Visual representation

Given a set of fields for a form, how they are shown could be implemented in any number of ways, including simple stuff like tables, lists, paragraphs, divs, etc and more advanced ways such as wizards.

i18n

Once we have a form, it would be really great to be able to use it in any kind of language. For this we need the form to support i18n.

validation

Lastly, for anything that is user input related, we need to validate that the data that has been put in, is accurate. This is both for security concerns, but also a UX thing, where we want to be helpful to the user and tell them when something is not correct.

This means we need to have validation on the data, both on the frontend (what is visually shown) and the backend (validate that the data won’t breach our application).

In additation, if something goes wrong, we need to show that to the user, so that he/she can fix the error (say a faulty date input). When the input has been fixed, the error message needs to go away. Of course, the error message must also support i18n.

We can also get validation from outside the logic of the form. This means we need the ability to tell the form that something wrong has happened.

We can have multiple validations per field, meaning possibly multiple error messages.

Finally, we can have validation logic that is spread out over multiple fields.

Scope

The scope is somewhat limited in that we can define the fields and the ordering as a logical unit. i18n is an external dependancy, while validation is mostly internal, but can be dependant on external factors (such as login credentials for example).

What we ideally want is a single definition of a form, that holds all the logic of the form as well as all of the visual representation. The more declarative we can make the form, the more resuability we can get out of it as well. Forms are a bit tricky, in that they potentially involve a lot of I/O. In addition, separating the visual representation from the internal logic/validation of the fields which only care about the data can also be tricky.

If we also can make the form malleable in the form of overrides, we would get something very flexible, that could be re-used basically everywhere.

Understanding the domain

The web as a domain is a bit quirky. From 1993 it has gone from a simple document viewer with a brilliant publishing schema, to what we have today, where multiple layers upon layers have been added in order to make it into something that’s a bit of a Frankenstein monster. Very useful; not the most elegant of solutions.

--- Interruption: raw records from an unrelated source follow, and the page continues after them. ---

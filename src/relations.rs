//! Relation resolvers: member merging between a flattened ancestor and an
//! in-progress descendant.
//!
//! Each resolver takes a fully-built ancestor's info and merges its
//! constants, properties and methods into the descendant, respecting PHP's
//! precedence rules (the descendant's own members always win) and
//! recording provenance:
//!
//!   - `declaring_structure` is *propagated*, never overwritten — a member
//!     that travelled `Base → Mid → Child` still names `Base`.
//!   - a member copied in (or redeclared by the descendant) is tagged as an
//!     "override" of the ancestor for inheritance/trait merging, or as an
//!     "implementation" for interface merging. `override_of` keeps its
//!     first value, so the *nearest* shadowed ancestor wins and an
//!     unmodified member keeps pointing at its declaring ancestor.
//!
//! Trait usage additionally applies `as`-aliases and `insteadof`
//! precedences before the generic merge.

use tracing::warn;

use crate::types::{ClasslikeInfo, MethodInfo, TraitAlias, TraitPrecedence, Visibility};

/// How an ancestor relates to the descendant being built. Decides
/// visibility filtering and which provenance field gets stamped.
#[derive(Debug, Clone, Copy, PartialEq, Eq)]
enum Relation {
    /// `extends` — parent class or parent interface chain.
    Inheritance,
    /// `implements` — interface onto an implementing class.
    Implementation,
    /// `use` — trait mixed into a class or another trait.
    TraitUse,
}

/// Merges members from a parent classlike into its child.
///
/// Private parent members are never inherited; a child member with the
/// same name shadows the parent's and is annotated as its override.
pub(crate) struct InheritanceResolver;

impl InheritanceResolver {
    pub(crate) fn resolve(ancestor: &ClasslikeInfo, descendant: &mut ClasslikeInfo) {
        merge_constants(ancestor, descendant, Relation::Inheritance);
        merge_properties(ancestor, descendant, Relation::Inheritance);
        let methods: Vec<MethodInfo> = ancestor.methods.values().cloned().collect();
        merge_methods(&methods, ancestor, descendant, Relation::Inheritance);
    }
}

/// Merges members from an implemented interface into the implementing
/// class. Interfaces carry constants and (abstract) methods; a class
/// member satisfying an interface member is annotated as its
/// implementation.
pub(crate) struct InterfaceImplementationResolver;

impl InterfaceImplementationResolver {
    pub(crate) fn resolve(ancestor: &ClasslikeInfo, descendant: &mut ClasslikeInfo) {
        merge_constants(ancestor, descendant, Relation::Implementation);
        let methods: Vec<MethodInfo> = ancestor.methods.values().cloned().collect();
        merge_methods(&methods, ancestor, descendant, Relation::Implementation);
    }
}

/// Merges members from a used trait into the using classlike.
///
/// Unlike inheritance, trait members are copied regardless of visibility —
/// PHP copies trait members into the using class as if they were written
/// there. `as` aliases are expanded and `insteadof` precedences filter
/// losing methods before the generic merge runs.
pub(crate) struct TraitUsageResolver;

impl TraitUsageResolver {
    pub(crate) fn resolve(
        ancestor: &ClasslikeInfo,
        descendant: &mut ClasslikeInfo,
        aliases: &[TraitAlias],
        precedences: &[TraitPrecedence],
    ) {
        merge_constants(ancestor, descendant, Relation::TraitUse);
        merge_properties(ancestor, descendant, Relation::TraitUse);

        let methods = Self::adapted_methods(ancestor, aliases, precedences);
        merge_methods(&methods, ancestor, descendant, Relation::TraitUse);
    }

    /// Apply aliasing and precedence rules to the trait's method list.
    ///
    /// Precedence: a method loses (is dropped) when an `insteadof`
    /// declaration names the same method on a *different* trait. Aliasing:
    /// each matching `as` adaptation appends a renamed (and possibly
    /// re-scoped) copy; the original stays available under its own name,
    /// matching PHP.
    fn adapted_methods(
        ancestor: &ClasslikeInfo,
        aliases: &[TraitAlias],
        precedences: &[TraitPrecedence],
    ) -> Vec<MethodInfo> {
        let mut methods: Vec<MethodInfo> = ancestor
            .methods
            .values()
            .filter(|method| {
                !precedences
                    .iter()
                    .any(|p| p.method == method.name && p.trait_fqcn != ancestor.fqcn)
            })
            .cloned()
            .collect();

        for alias in aliases {
            let applies = alias
                .trait_fqcn
                .as_deref()
                .is_none_or(|fqcn| fqcn == ancestor.fqcn);
            if !applies {
                continue;
            }
            let Some(original) = ancestor.methods.get(&alias.method) else {
                continue;
            };

            let mut adapted = original.clone();
            if let Some(ref new_name) = alias.alias {
                adapted.name = new_name.clone();
            }
            if let Some(visibility) = alias.visibility {
                adapted.visibility = visibility;
            }
            methods.push(adapted);
        }

        methods
    }
}

// ─── Generic merge ──────────────────────────────────────────────────────────

fn merge_constants(ancestor: &ClasslikeInfo, descendant: &mut ClasslikeInfo, relation: Relation) {
    for constant in ancestor.constants.values() {
        if relation == Relation::Inheritance && constant.visibility == Visibility::Private {
            continue;
        }
        match descendant.constants.get_mut(&constant.name) {
            Some(existing) => match relation {
                Relation::Implementation => {
                    push_unique(&mut existing.implementation_of, &ancestor.fqcn);
                }
                _ => {
                    existing.override_of.get_or_insert_with(|| ancestor.fqcn.clone());
                }
            },
            None => {
                let mut copied = constant.clone();
                match relation {
                    Relation::Implementation => {
                        push_unique(&mut copied.implementation_of, &ancestor.fqcn);
                    }
                    _ => {
                        copied.override_of.get_or_insert_with(|| ancestor.fqcn.clone());
                    }
                }
                descendant.constants.insert(copied.name.clone(), copied);
            }
        }
    }
}

fn merge_properties(ancestor: &ClasslikeInfo, descendant: &mut ClasslikeInfo, relation: Relation) {
    for property in ancestor.properties.values() {
        if relation == Relation::Inheritance && property.visibility == Visibility::Private {
            continue;
        }
        match descendant.properties.get_mut(&property.name) {
            Some(existing) => {
                existing.override_of.get_or_insert_with(|| ancestor.fqcn.clone());
            }
            None => {
                let mut copied = property.clone();
                copied.override_of.get_or_insert_with(|| ancestor.fqcn.clone());
                descendant.properties.insert(copied.name.clone(), copied);
            }
        }
    }
}

fn merge_methods(
    methods: &[MethodInfo],
    ancestor: &ClasslikeInfo,
    descendant: &mut ClasslikeInfo,
    relation: Relation,
) {
    for method in methods {
        if relation == Relation::Inheritance && method.visibility == Visibility::Private {
            continue;
        }
        match descendant.methods.get_mut(&method.name) {
            Some(existing) => {
                match relation {
                    Relation::Implementation => {
                        push_unique(&mut existing.implementation_of, &ancestor.fqcn);
                    }
                    _ => {
                        // A same-named method that the descendant did not
                        // declare itself came from an earlier-merged trait:
                        // without a disambiguating precedence that is a
                        // collision PHP rejects at compile time. The first
                        // trait keeps winning here; the indexer surfaces
                        // the error.
                        if relation == Relation::TraitUse
                            && existing.declaring_structure != descendant.fqcn
                        {
                            warn!(
                                classlike = %descendant.fqcn,
                                method = %method.name,
                                first = %existing.declaring_structure,
                                second = %ancestor.fqcn,
                                "method collision between traits without an insteadof precedence"
                            );
                        }
                        existing.override_of.get_or_insert_with(|| ancestor.fqcn.clone());
                    }
                }
            }
            None => {
                let mut copied = method.clone();
                match relation {
                    Relation::Implementation => {
                        push_unique(&mut copied.implementation_of, &ancestor.fqcn);
                    }
                    _ => {
                        copied.override_of.get_or_insert_with(|| ancestor.fqcn.clone());
                    }
                }
                descendant.methods.insert(copied.name.clone(), copied);
            }
        }
    }
}

fn push_unique(list: &mut Vec<String>, fqcn: &str) {
    if !list.iter().any(|f| f == fqcn) {
        list.push(fqcn.to_string());
    }
}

The first thing to note is that HTML is sticky. It’s hard to move the HTML away from the internal logic completely. Not impossible, but easy to make mistakes. We have to be on our guard here.

Validation needs a bridge to the visual layer of the form, where error messages, supported by i18n, can be fed into the visual layer, without the visual layer having any idea about the validation part.

Frontend vs backend is also an important factor when building a library such as this. Building it primarily for the backend will make some things easier, such as validation, but also limit ourselves to a request/response cycle of the early web (not necessarily a bad thing). If we want something for a fancy frontend, where HTML generation happens via javascript, we run into problems of needed to validate in two places, while gaining a useful UX boon with the user getting immidate feedback, instead of having to do a roundtrip for any feedback.

Great…​ now what?

So, we have a greater understanding of what we want to build. The next step is to dive into the thought process that went into ez-wire, the library I wrote based off of ez-form, which in turn is based off of Django forms.